Bolsonaro war Anfang September von einem geistig Verwirrten mit einem Messer verletzt worden, als er an einer Wahlkampfveranstaltung teilnahm. Der Ultrarechte nutzte das Attentat und konnte in den Umfragen noch einmal zulegen. Viele Bewohner des südamerikanischen Landes, vor allem Frauen, haben zuletzt gegen den 63-Jährigen protestiert. Bolsonaro hat wiederholt gegen Homosexuelle und Schwarze gehetzt und die Militärdiktatur (1964-1985) als Vorbild bezeichnet. Im Parlament widmete er seine Stimme zur Abberufung der Ex-Präsidentin Dilma Rousseff dem Militär, der die Politikerin während der Diktatur gefoltert hat. Nach Angaben brasilianischer Medien wollen 45 Prozent der Brasilianerinnen und Brasilianer unter keinen Umständen für Bolsonaro stimmen.
Wenn weder Bolsonaro noch Haddad an diesem Sonntag die absolute Mehrheit erreichen, findet in drei Wochen eine Stichwahl statt.
Am Ende des Wahlkampfes hatten die beiden aussichtsreichsten Kandidaten den Ton noch einmal deutlich verschärft.

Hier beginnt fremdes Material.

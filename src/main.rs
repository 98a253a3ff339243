// src/main.rs
// =============================================================================
// This is the entry point of our CLI application.
//
// What happens here:
// 1. Parse command-line arguments using clap
// 2. Set up logging and the shared HTTP client
// 3. Wire Ctrl-C (and an optional deadline) to a cancellation token
// 4. Analyze the page and print the report
// 5. Exit with proper code (0 = report, 1 = page returned HTTP error, 2 = error)
// =============================================================================

// Module declarations - tells Rust about our other source files
mod analyzer;  // src/analyzer/ - markup facts and link probing
mod cli;       // src/cli.rs - command-line parsing
mod config;    // src/config.rs - defaults and settings
mod error;     // src/error.rs - error types
mod fetch;     // src/fetch.rs - downloads the target page
mod inspector; // src/inspector.rs - URL in, report out
mod logging;   // src/logging.rs - env_logger setup
mod report;    // src/report.rs - the PageReport type
mod transport; // src/transport/ - pluggable HTTP client

use std::sync::Arc;
use std::time::Duration;

use anyhow::Result;
use clap::Parser;
use tokio_util::sync::CancellationToken;

use cli::{Cli, Commands};
use error::AnalyzeError;
use inspector::Inspector;
use report::PageReport;
use transport::ReqwestTransport;

#[tokio::main]
async fn main() {
    let exit_code = match run().await {
        Ok(code) => code,
        Err(e) => {
            eprintln!("Error: {:#}", e);
            2
        }
    };

    std::process::exit(exit_code);
}

// Returns:
//   Ok(0) = report printed
//   Ok(1) = the page answered with an HTTP error status
//   Ok(2) = the analysis failed for any other reason
//   Err = start-up or output failure
async fn run() -> Result<i32> {
    let cli = Cli::parse();
    logging::init_logger(cli.log_level.into())?;

    match cli.command {
        Commands::Report {
            url,
            json,
            deadline_secs,
            settings,
        } => {
            let config = settings.into_config();
            let transport = Arc::new(ReqwestTransport::new(&config)?);
            let inspector = Inspector::new(transport, config);

            let cancel = CancellationToken::new();
            cancel_on_ctrl_c(cancel.clone());
            if let Some(secs) = deadline_secs {
                cancel_after(cancel.clone(), Duration::from_secs(secs));
            }

            handle_report(&inspector, &cancel, &url, json).await
        }
    }
}

async fn handle_report(
    inspector: &Inspector,
    cancel: &CancellationToken,
    url: &str,
    json: bool,
) -> Result<i32> {
    match inspector.get_report(cancel, url).await {
        Ok(report) => {
            print_report(&report, json)?;
            Ok(0)
        }
        Err(e) => {
            eprintln!("{}", e.flash_message());
            Ok(match e {
                AnalyzeError::Http { .. } => 1,
                _ => 2,
            })
        }
    }
}

fn cancel_on_ctrl_c(cancel: CancellationToken) {
    tokio::spawn(async move {
        if tokio::signal::ctrl_c().await.is_ok() {
            log::warn!("Interrupted, cancelling analysis");
            cancel.cancel();
        }
    });
}

fn cancel_after(cancel: CancellationToken, deadline: Duration) {
    tokio::spawn(async move {
        tokio::time::sleep(deadline).await;
        log::warn!("Deadline of {:?} reached, cancelling analysis", deadline);
        cancel.cancel();
    });
}

fn print_report(report: &PageReport, json: bool) -> Result<()> {
    if json {
        println!("{}", serde_json::to_string_pretty(report)?);
    } else {
        print_table(report);
    }
    Ok(())
}

// Prints the report as a human-readable table in the terminal
fn print_table(report: &PageReport) {
    let yes_no = |flag: bool| if flag { "yes" } else { "no" };

    println!("📄 {}", report.source_url());
    println!("{}", "=".repeat(50));
    println!("{:<22} {}", "HTML version", report.html_version());
    println!("{:<22} {}", "Title", report.title());
    for (level, count) in report.heading_counts() {
        println!("{:<22} {}", format!("<{}> headings", level), count);
    }
    println!("{:<22} {}", "Internal links", report.internal_links());
    println!("{:<22} {}", "External links", report.external_links());
    println!("{:<22} {}", "Unreachable links", report.unreachable_links());
    println!("{:<22} {}", "Login form", yes_no(report.has_login_form()));
}
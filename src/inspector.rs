// src/inspector.rs
// =============================================================================
// The single entry point the front end calls: URL in, PageReport out.
//
//   raw URL -> validate -> fetch page -> analyze markup + links -> report
//
// Any failure before the report exists aborts the whole request; the caller
// gets either a complete report or one error, never something in between.
//
// The Inspector owns nothing request-specific. It can serve many
// get_report calls at once; each call builds its own semaphore and counters
// inside the link analyzer.
// =============================================================================

use std::sync::Arc;
use tokio_util::sync::CancellationToken;
use url::Url;

use crate::analyzer::{LinkAnalyzer, PageAnalyzer};
use crate::config::InspectorConfig;
use crate::error::AnalyzeError;
use crate::fetch::fetch_page;
use crate::report::PageReport;
use crate::transport::HttpTransport;

pub struct Inspector {
    /// Shared by the page fetch and every link probe
    transport: Arc<dyn HttpTransport>,
    config: InspectorConfig,
    pages: PageAnalyzer,
}

impl Inspector {
    // Builds an inspector on top of `transport`
    //
    // Parameters:
    //   transport: the HTTP capability; one instance (and one connection
    //              pool) serves the page fetch and all link probes
    //   config: timeouts and the probe ceiling
    pub fn new(transport: Arc<dyn HttpTransport>, config: InspectorConfig) -> Self {
        // The link analyzer gets its own handle to the same transport.
        // Arc::clone only bumps a reference count, it does not copy the client
        let links = LinkAnalyzer::new(
            Arc::clone(&transport),
            config.probe_timeout,
            config.max_concurrent_probes,
        );

        Self {
            transport,
            config,
            pages: PageAnalyzer::new(links),
        }
    }

    // Fetches `raw_url` and produces its report
    //
    // Parameters:
    //   cancel: the caller's token; once fired, no report is produced
    //   raw_url: what the user typed, not validated yet
    //
    // Returns:
    //   Ok(PageReport) = every field filled in
    //   Err(InvalidUrl) = rejected before any network I/O
    //   Err(Http | Network | BodyRead) = the page itself could not be fetched
    //   Err(Cancelled) = the token fired at any point
    pub async fn get_report(
        &self,
        cancel: &CancellationToken,
        raw_url: &str,
    ) -> Result<PageReport, AnalyzeError> {
        // Step 1: make sure we have an absolute http(s) URL
        let url = validate_target_url(raw_url)?;
        log::info!("Analyzing {}", url);

        // Step 2: download the page (one GET, bounded by the fetch timeout)
        let body = fetch_page(
            self.transport.as_ref(),
            cancel,
            &url,
            self.config.fetch_timeout,
        )
        .await?;
        log::debug!("Fetched {} byte(s) from {}", body.len(), url);

        // Step 3: read the markup, then classify and probe its links
        let report = self.pages.analyze(cancel, &body, url.as_str()).await?;

        // Step 4: counts from a cancelled run are incomplete; do not present them
        if cancel.is_cancelled() {
            return Err(AnalyzeError::Cancelled {
                url: url.to_string(),
            });
        }

        log::info!(
            "Analyzed {}: {} internal, {} external, {} unreachable link(s)",
            url,
            report.internal_links(),
            report.external_links(),
            report.unreachable_links()
        );

        Ok(report)
    }
}

// Accepts only absolute http(s) URLs with a host
//
// Returns the parsed URL on success. Leading/trailing whitespace is ignored
// because it usually comes from copy-paste.
pub fn validate_target_url(raw_url: &str) -> Result<Url, AnalyzeError> {
    // Small helper so every rejection carries the original input
    let invalid = |reason: &str| AnalyzeError::InvalidUrl {
        url: raw_url.to_string(),
        reason: reason.to_string(),
    };

    let trimmed = raw_url.trim();
    if trimmed.is_empty() {
        return Err(invalid("a URL is required"));
    }

    // Url::parse rejects relative input like "example.com" (no scheme)
    let url = Url::parse(trimmed).map_err(|e| invalid(&e.to_string()))?;

    // mailto:, ftp:, file: and friends parse fine but cannot be fetched
    if !matches!(url.scheme(), "http" | "https") {
        return Err(invalid("only http and https URLs can be analyzed"));
    }
    if url.host_str().map_or(true, str::is_empty) {
        return Err(invalid("URL has no host"));
    }

    Ok(url)
}
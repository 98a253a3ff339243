// src/fetch.rs
// =============================================================================
// Downloads the page we are going to analyze.
//
// Exactly one GET is sent. The call is bounded twice:
// - by its own fetch timeout (10 seconds by default)
// - by the caller's cancellation token
//
// A status >= 400 becomes AnalyzeError::Http so the user sees the server's
// own status instead of a generic "request failed". That includes the odd
// non-standard codes above 599 that some sites send (LinkedIn answers 999).
//
// Rust concepts:
// - tokio::select!: race several futures, keep the first one to finish
// - tokio::time::timeout: wrap a future so it gives up after a duration
// - map_err + ?: turn one error type into another and return early
// =============================================================================

use std::time::Duration;
use tokio_util::sync::CancellationToken;
use url::Url;

use crate::error::{AnalyzeError, TransportError};
use crate::transport::{is_error_status, HttpRequest, HttpTransport};

// Fetches `url` and returns the full response body
//
// Parameters:
//   transport: the HTTP capability (borrowed; shared with the link prober)
//   cancel: the caller's token; cancelling it abandons the download
//   url: the page to download, already validated as http(s)
//   timeout: how long the request AND the body read may take together
//
// Returns:
//   Ok(bytes) = the raw body, not decoded yet
//   Err(Http) = the server answered with a status >= 400
//   Err(Network) = no response at all, or no complete one before the timeout
//   Err(BodyRead) = the response started but the body broke off
//   Err(Cancelled) = the token fired first
pub async fn fetch_page(
    transport: &dyn HttpTransport,
    cancel: &CancellationToken,
    url: &Url,
    timeout: Duration,
) -> Result<Vec<u8>, AnalyzeError> {
    // Don't even open a connection if the caller already gave up
    if cancel.is_cancelled() {
        return Err(AnalyzeError::Cancelled {
            url: url.to_string(),
        });
    }

    log::debug!("Fetching {} (timeout {:?})", url, timeout);

    // Race the download against cancellation
    //
    // Whichever branch finishes first wins, and the other future is dropped.
    // Dropping the download future also drops the response it holds, which
    // closes the connection.
    tokio::select! {
        _ = cancel.cancelled() => Err(AnalyzeError::Cancelled {
            url: url.to_string(),
        }),
        outcome = tokio::time::timeout(timeout, get_body(transport, url)) => match outcome {
            // Finished in time: pass through whatever get_body decided
            Ok(result) => result,
            // The timer fired first. Report it as a network failure so the
            // user gets one flash message for "the page did not answer"
            Err(_) => Err(AnalyzeError::Network {
                url: url.to_string(),
                source: TransportError::Timeout(format!("no complete response within {:?}", timeout)),
            }),
        },
    }
}

// Sends the GET, checks the status, then reads the body
//
// The response is owned here; any early return drops it and releases the body.
async fn get_body(transport: &dyn HttpTransport, url: &Url) -> Result<Vec<u8>, AnalyzeError> {
    // Step 1: send the request and wait for the status line + headers
    let response = transport
        .execute(HttpRequest::get(url.clone()))
        .await
        .map_err(|source| AnalyzeError::Network {
            url: url.to_string(),
            source,
        })?;

    // Step 2: reject error statuses (anything >= 400, see is_error_status)
    // before downloading anything
    let status = response.status();
    if is_error_status(status) {
        return Err(AnalyzeError::Http {
            status: status.as_u16(),
            // e.g. "404 Not Found"; unknown codes render as
            // "999 <unknown status code>"
            description: status.to_string(),
        });
    }

    // Step 3: pull the whole body into memory
    response
        .into_bytes()
        .await
        .map_err(|source| AnalyzeError::BodyRead {
            url: url.to_string(),
            source,
        })
}

// -----------------------------------------------------------------------------
// BEGINNER NOTES:
//
// 1. Why two different error variants for "it failed"?
//    - Http means the server is alive and said no (404, 500, ...)
//    - Network means we never got a usable answer (DNS, refused, timeout)
//    - The CLI uses the difference for its exit code (1 vs 2)
//
// 2. What does `&dyn HttpTransport` mean?
//    - "some type that implements HttpTransport", decided at runtime
//    - Production passes the reqwest transport, tests pass a fake
//
// 3. Why is the timeout outside get_body?
//    - So one timer covers both sending the request and reading the body
//    - A server that sends headers quickly and then stalls still times out
// -----------------------------------------------------------------------------
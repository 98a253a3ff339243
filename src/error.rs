// src/error.rs
// =============================================================================
// Error types for the whole application.
//
// - TransportError: something went wrong talking to a host (page or link)
// - AnalyzeError: why a page report could not be produced
// - InitializationError: the logger or HTTP client could not be set up
//
// We use `thiserror` so each variant gets a Display message and `?` can
// convert between types via #[from]. Callers match on AnalyzeError to tell an
// upstream HTTP status apart from a plain network failure.
// =============================================================================

use log::SetLoggerError;
use thiserror::Error;

/// Failures reported by an [`HttpTransport`](crate::transport::HttpTransport).
#[derive(Error, Debug)]
pub enum TransportError {
    #[error("request timed out: {0}")]
    Timeout(String),

    #[error("connection failed: {0}")]
    Connect(String),

    #[error("request failed: {0}")]
    Request(String),

    #[error("failed to read response body: {0}")]
    Body(String),
}

impl From<reqwest::Error> for TransportError {
    fn from(error: reqwest::Error) -> Self {
        let message = error.to_string();

        if error.is_timeout() {
            TransportError::Timeout(message)
        } else if error.is_connect() {
            TransportError::Connect(message)
        } else if error.is_body() || error.is_decode() {
            TransportError::Body(message)
        } else {
            TransportError::Request(message)
        }
    }
}

/// Why a page report could not be produced.
///
/// Link-level problems never show up here; they only lower the link counts.
#[derive(Error, Debug)]
pub enum AnalyzeError {
    #[error("invalid URL '{url}': {reason}")]
    InvalidUrl { url: String, reason: String },

    #[error("fetching {url}: {source}")]
    Network {
        url: String,
        #[source]
        source: TransportError,
    },

    /// The page itself answered with a status >= 400.
    #[error("{description}")]
    Http { status: u16, description: String },

    #[error("reading body of {url}: {source}")]
    BodyRead {
        url: String,
        #[source]
        source: TransportError,
    },

    #[error("parsing HTML: {0}")]
    Parse(String),

    #[error("analysis of {url} was cancelled")]
    Cancelled { url: String },
}

impl AnalyzeError {
    /// Message shown to the user in place of a report.
    ///
    /// HTTP errors carry the upstream status verbatim; everything else is a
    /// generic failure.
    pub fn flash_message(&self) -> String {
        match self {
            AnalyzeError::Http {
                status,
                description,
            } => format!("HTTP error: {} with http code {}", description, status),
            other => format!("Error: {}", other),
        }
    }
}

/// Error types for start-up failures.
#[derive(Error, Debug)]
#[allow(clippy::enum_variant_names)]
pub enum InitializationError {
    #[error("Logger initialization error: {0}")]
    LoggerError(#[from] SetLoggerError),

    #[error("HTTP client initialization error: {0}")]
    HttpClientError(#[from] reqwest::Error),
}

Einen Tag nach dem Ende der öffentlichen Veranstaltungen - unmittelbar vor der Abstimmung sind solche Auftritte in Brasilien verboten - nutzen Bolsonaro und Haddad ihre bevorzugten Foren, um heftige Angriffe auf den politischen Gegner zu fahren: der Rechte auf Twitter, der Linke im direkten Kontakt mit Wählern. Bolsonaro schrieb über den Kurznachrichtendienst, Brasilien habe es nicht verdient, "aus dem Gefängnis heraus regiert zu werden". Er nahm damit deutlich Bezug auf den inhaftierten da Silva. Auch dürfe das Land nicht von politischen Ziehsöhnen von Häftlingen regiert werden, fügte er mit Blick auf Haddad an.
Der sozialistische Kandidat wiederum nutzte die Anwesenheit der Presse bei einem politischen Spaziergang in Belo Horizonte, um seinen Rivalen heftig zu kritisieren. Bolsonaro sei eine Gefahr für verfassungsrechtliche Prinzipien wie Demokratie, Frieden und Wahrheit. "Unsere Verfassung hat sehr gefestigte Grundsätze, die zuletzt unter Beschuss standen, vor allem seitens Bolsonaros. Er fühlt sich der Demokratie gegenüber in keiner Weise verpflichtet, er fühlt sich dem Frieden gegenüber nicht verpflichtet und auch nicht gegenüber der Wahrheit", sagte Haddad.
Der mögliche Sieg Bolsonaros führt international zu wachsender Sorge. Während der Rechtsextreme ein Liebling der neoliberalen Finanzmärkte ist und auch von der deutschen Bundesregierung indirekt Rückendeckung bekommen hat, indem sie das Politurteil gegen Lula da Silva rechtfertigte, warnen zahlreiche Beobachter vor den Konsequenzen seines Sieges. Der US-Linguist und Aktivist Noam Chomsky bezeichnete den brasilianischen Ex-Präsidenten als "einen der bedeutendsten politischen Gefangenen unserer Zeit". Lula da Silva werde in Haft isoliert, damit der "sanfte Staatsstreich", der mit der Absetzung der Lula Nachfolgerin Dilma Rousseff begonnen hat, weiter voranschreiten kann.